Stone looked from her to Gross. “Do we know the timeline with the tree? Where it came from? Who was involved on that end?”

“Running that down as we speak. The thing is, I don’t see how a tree gets from that point to Lafayette without it being checked for a damn bomb. I mean, at the very least you’d think they’d let a canine take a sniff when it got to the staging area. That tree was big. As you saw on the video, they had to crane the sucker in.”

Stone said, “Well, is there a record of a dog going over it for explosives?”

“Not that I can find. And none of the installation crew recalls that happening.”

“Another big hole in security if that’s true,” said Chapman.

“Yeah, but a bomb in a root ball?” said Gross. “Who’d figure that one?”
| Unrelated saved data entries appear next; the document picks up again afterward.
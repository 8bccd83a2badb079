use std::io::IsTerminal;

use chrono::{Datelike, NaiveDate};
use dialoguer::Confirm;

use daybook_core::storage::format_date_key;
use daybook_core::Journal;

use crate::app::AppContext;
use crate::cli::{ListArgs, RemoveArgs, ShowArgs, WriteArgs};
use crate::errors::CliError;
use crate::helpers::{parse_date_arg, read_entry_body};
use crate::output::{dates_json, entry_json, print_json};
use crate::ui::{badge, header, print, receipt, simple_table, Badge, Column, UiContext};

pub fn handle_write(ctx: &AppContext, args: &WriteArgs) -> anyhow::Result<()> {
    let date = parse_date_arg(args.date.as_deref())?;
    let mut journal = ctx.open_journal(args.no_input)?;

    let existing = if args.body.is_none() && std::io::stdin().is_terminal() {
        journal.get_entry(date)?
    } else {
        None
    };
    let body = read_entry_body(
        args.no_input,
        args.body.clone(),
        ctx.editor()?,
        existing.as_deref(),
    )?;

    journal.add_entry(date, &body)?;
    journal.save()?;
    tracing::info!(date = %date, removed = body.trim().is_empty(), "entry written");

    if !ctx.quiet() {
        let ui_ctx = ctx.ui_context(false, None);
        let key = format_date_key(date);
        let title = if body.trim().is_empty() {
            "Entry removed"
        } else {
            "Entry saved"
        };
        print(&ui_ctx, &receipt(&ui_ctx, title, &[("Date", &key)]));
    }
    Ok(())
}

pub fn handle_show(ctx: &AppContext, args: &ShowArgs) -> anyhow::Result<()> {
    let date = parse_date_arg(args.date.as_deref())?;
    let journal = ctx.open_journal(false)?;
    let ui_ctx = ctx.ui_context(args.json, None);
    print_entry(&ui_ctx, &journal, date)
}

pub fn handle_list(ctx: &AppContext, args: &ListArgs) -> anyhow::Result<()> {
    let since = args
        .since
        .as_deref()
        .map(|value| parse_date_arg(Some(value)))
        .transpose()?;
    let until = args
        .until
        .as_deref()
        .map(|value| parse_date_arg(Some(value)))
        .transpose()?;

    let journal = ctx.open_journal(false)?;
    let dates: Vec<NaiveDate> = match (since, until) {
        (None, None) => journal.entry_dates().collect(),
        (start, end) => {
            let start = start.unwrap_or(NaiveDate::MIN);
            let end = end.unwrap_or(NaiveDate::MAX);
            journal
                .entries_between(start, end)
                .map_err(|e| CliError::invalid_input(e.to_string()))?
        }
    };

    let ui_ctx = ctx.ui_context(args.json, args.format.as_deref());
    if ui_ctx.mode.is_json() {
        return print_json(&dates_json(&dates));
    }

    if dates.is_empty() {
        if !ctx.quiet() {
            print(&ui_ctx, &badge(&ui_ctx, Badge::Info, "No entries"));
        }
        return Ok(());
    }

    if !ctx.quiet() {
        let path = journal.path().display().to_string();
        print(&ui_ctx, &header(&ui_ctx, "list", Some(&path)));
    }
    let columns = [Column::new("Date"), Column::new("Weekday")];
    let rows: Vec<Vec<String>> = dates
        .iter()
        .map(|date| vec![format_date_key(*date), date.weekday().to_string()])
        .collect();
    print(&ui_ctx, &simple_table(&ui_ctx, &columns, &rows));
    Ok(())
}

pub fn handle_remove(ctx: &AppContext, args: &RemoveArgs) -> anyhow::Result<()> {
    let date = parse_date_arg(Some(&args.date))?;
    let mut journal = ctx.open_journal(args.yes)?;
    let key = format_date_key(date);

    if !journal.has_date(date) {
        return Err(CliError::not_found(
            format!("No entry for {}", key),
            "Run `daybook list` to see entry dates.",
        )
        .into());
    }

    if !args.yes {
        if !std::io::stdin().is_terminal() {
            return Err(CliError::invalid_input("Refusing to remove without --yes").into());
        }
        let proceed = Confirm::new()
            .with_prompt(format!("Remove the entry for {}?", key))
            .default(false)
            .interact()?;
        if !proceed {
            return Err(anyhow::anyhow!("Remove cancelled"));
        }
    }

    journal.remove_entry(date);
    journal.save()?;
    tracing::info!(date = %date, "entry removed");

    if !ctx.quiet() {
        let ui_ctx = ctx.ui_context(false, None);
        print(&ui_ctx, &receipt(&ui_ctx, "Entry removed", &[("Date", &key)]));
    }
    Ok(())
}

/// Print the entry for `date`, or fail with a not-found error.
pub fn print_entry(ui_ctx: &UiContext, journal: &Journal, date: NaiveDate) -> anyhow::Result<()> {
    let key = format_date_key(date);
    let text = journal.get_entry(date)?.ok_or_else(|| {
        CliError::not_found(
            format!("No entry for {}", key),
            "Run `daybook list` to see entry dates.",
        )
    })?;

    if ui_ctx.mode.is_json() {
        return print_json(&entry_json(date, &text));
    }

    if ui_ctx.mode.is_pretty() {
        let title = format!("{} ({})", key, date.weekday());
        print(ui_ctx, &header(ui_ctx, &title, None));
        println!();
    }
    println!("{}", text);
    Ok(())
}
“Yeah, like jumbo jets flying into skyscrapers,” said Stone. “Or explosives in underwear or shoes. We have to start being ahead of that curve or more innocent people will die.”

Gross took another swallow of his coffee, his brow a mass of wrinkles.

“Something else?” prompted Stone, who was studying the man carefully.

When Gross spoke he lowered his voice to a level where Stone and Chapman had to lean forward to hear. “I can’t believe I’m saying this, but I think our side is watching us. Screwing with us, I mean. That’s why I asked to meet you two here.”

Chapman said, “Our side? Why do you think that?”

Gross looked at Stone warily. “I know you’re with NSC, and frankly I’ve pulled too many years to blow my career, but I’m also not going to sit pat and pretend everything is fine either.”